The creative partnership

Trolley’d led concept, production, beverage and creative direction, commissioning Tortuga Studios for the experiential build, Malt Shop Rollers for the performance layer, and chef Shannon Martinez for the plant-led menu.

03

The festival run

Delivered at Darling Harbour from 23 May to 14 June 2025, nightly from 6:00pm to 11:00pm, across the Vivid Sydney festival period.

04

The capacity model

The approved operating model allowed up to 1,150 diner patrons per day, approximately 165 patrons every 45 minutes, peak service design capacity of up to 230 guests per hour, and roller-rink capacity of 126 skaters per session across five nightly sessions.

06

The press coverage

Confirmed coverage and listings included Time Out Sydney, Man of Many, Concrete Playground, Destination NSW, City of Sydney What’s On, and official Vivid / Darling Harbour event listings.

07

The reporting infrastructure

The activation included measurable reporting systems: attendance counts, postcode capture, consent-based email collection, purchase data, POS reporting, security incident logs, waste-management processes and post-event reporting obligations.

08

The transferability

The assets, crew protocols, beverage systems, guest-flow model, reporting infrastructure and creative framework can be redeployed into corporate activations, agency briefs, festival programs, venue partnerships, tourism experiences and major public events.

The Operating Logic

Why It Worked

Neon Dreams worked because the experience was designed before the first guest arrived. The creative, service, hospitality, sustainability and guest-flow systems were built to operate as one world.

01

Camera-first design was built into every angle.

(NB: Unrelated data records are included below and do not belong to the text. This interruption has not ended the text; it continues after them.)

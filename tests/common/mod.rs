//! Shared fixtures for integration tests

#![allow(dead_code)]

use image::{Rgb, RgbImage};
use integrity_scanner_rs::prelude::*;
use std::fs;
use std::io;
use std::path::{Path, PathBuf};
use std::sync::atomic::{AtomicUsize, Ordering};
use std::sync::{Arc, Mutex};

/// Stand-in for `pdfinfo`: a PDF passes when it is non-empty
#[derive(Clone, Default)]
pub struct SizeProbe {
    pub probed: Arc<Mutex<Vec<PathBuf>>>,
}

impl PdfProbe for SizeProbe {
    fn name(&self) -> &str {
        "size-probe"
    }

    fn probe(&self, path: &Path) -> io::Result<ProbeStatus> {
        self.probed.lock().unwrap().push(path.to_path_buf());
        let len = fs::metadata(path)?.len();
        Ok(if len > 0 {
            ProbeStatus::Passed
        } else {
            ProbeStatus::Failed("non-zero probe exit (1)".into())
        })
    }
}

/// Probe whose tool vanishes after `available_calls` launches
pub struct VanishingProbe {
    pub calls: AtomicUsize,
    pub available_calls: usize,
}

impl PdfProbe for VanishingProbe {
    fn name(&self) -> &str {
        "vanishing-probe"
    }

    fn probe(&self, _path: &Path) -> io::Result<ProbeStatus> {
        if self.calls.fetch_add(1, Ordering::SeqCst) >= self.available_calls {
            return Err(io::Error::new(io::ErrorKind::NotFound, "probe binary removed"));
        }
        Ok(ProbeStatus::Passed)
    }
}

/// Owned copy of a scan event
#[derive(Debug, Clone)]
pub enum Recorded {
    Validated(PathBuf),
    Deleted(PathBuf),
    Inconclusive(PathBuf),
    Retained(PathBuf),
    DeleteFailed(PathBuf),
    Skipped(PathBuf),
    Progress(ScanCounters),
    Finished(ScanSummary),
}

#[derive(Clone, Default)]
pub struct Recorder {
    pub events: Arc<Mutex<Vec<Recorded>>>,
    pub flushed: Arc<AtomicUsize>,
}

impl Recorder {
    pub fn events(&self) -> Vec<Recorded> {
        self.events.lock().unwrap().clone()
    }

    pub fn skipped(&self) -> Vec<PathBuf> {
        self.events()
            .into_iter()
            .filter_map(|e| match e {
                Recorded::Skipped(path) => Some(path),
                _ => None,
            })
            .collect()
    }

    pub fn progress(&self) -> Vec<ScanCounters> {
        self.events()
            .into_iter()
            .filter_map(|e| match e {
                Recorded::Progress(counters) => Some(counters),
                _ => None,
            })
            .collect()
    }
}

impl ScanReporter for Recorder {
    fn report(&mut self, event: &ScanEvent<'_>) {
        let recorded = match event {
            ScanEvent::Started { .. } => return,
            ScanEvent::Validated { path, .. } => Recorded::Validated(path.to_path_buf()),
            ScanEvent::Deleted { path, .. } => Recorded::Deleted(path.to_path_buf()),
            ScanEvent::Inconclusive { path, .. } => Recorded::Inconclusive(path.to_path_buf()),
            ScanEvent::Retained { path, .. } => Recorded::Retained(path.to_path_buf()),
            ScanEvent::DeleteFailed { path, .. } => Recorded::DeleteFailed(path.to_path_buf()),
            ScanEvent::SubtreeSkipped { error } => Recorded::Skipped(error.path().to_path_buf()),
            ScanEvent::Progress { counters } => Recorded::Progress(*counters),
            ScanEvent::Finished { summary } => Recorded::Finished((*summary).clone()),
        };
        self.events.lock().unwrap().push(recorded);
    }

    fn flush(&mut self) {
        self.flushed.fetch_add(1, Ordering::SeqCst);
    }
}

pub fn write_jpeg(path: &Path) {
    let img = RgbImage::from_pixel(12, 12, Rgb([10, 120, 200]));
    img.save_with_format(path, image::ImageFormat::Jpeg).unwrap();
}

pub fn scanner_with_probe(root: &Path, probe: impl PdfProbe + 'static) -> Scanner {
    Scanner::new(
        ScanConfig::new(root),
        ValidatorRegistry::standard(PdfValidator::new(Box::new(probe))),
    )
}

/// Sorted file names directly under `dir`
pub fn file_names(dir: &Path) -> Vec<String> {
    let mut names: Vec<String> = fs::read_dir(dir)
        .unwrap()
        .map(|e| e.unwrap().file_name().to_string_lossy().into_owned())
        .collect();
    names.sort();
    names
}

Vivid is a visual festival, so looking good was only the entry requirement. Neon Dreams was designed for photography from the start: diner facade, aircraft setting, service moments, food, drinks, uniforms, roller movement and lighting all had to work on camera without feeling staged.

02

One creative world held from entry to exit.

Retro aviation roller-diner was not a mood board. It was the operating constraint. Food, drinks, music, service style, signage, uniforms, lighting and performance were all tested against the same world. That coherence is what separates an activation from a themed stall.

03

Dwell time was the commercial metric.

The goal was not to move guests past a bar as quickly as possible. The goal was to make them stay. Seating, cocktail theatre, roller-skating performance, music and visual anchors were all designed to keep guests inside the world long enough to create memory, content and word of mouth.

04

The hospitality had to be credible, not festival-grade.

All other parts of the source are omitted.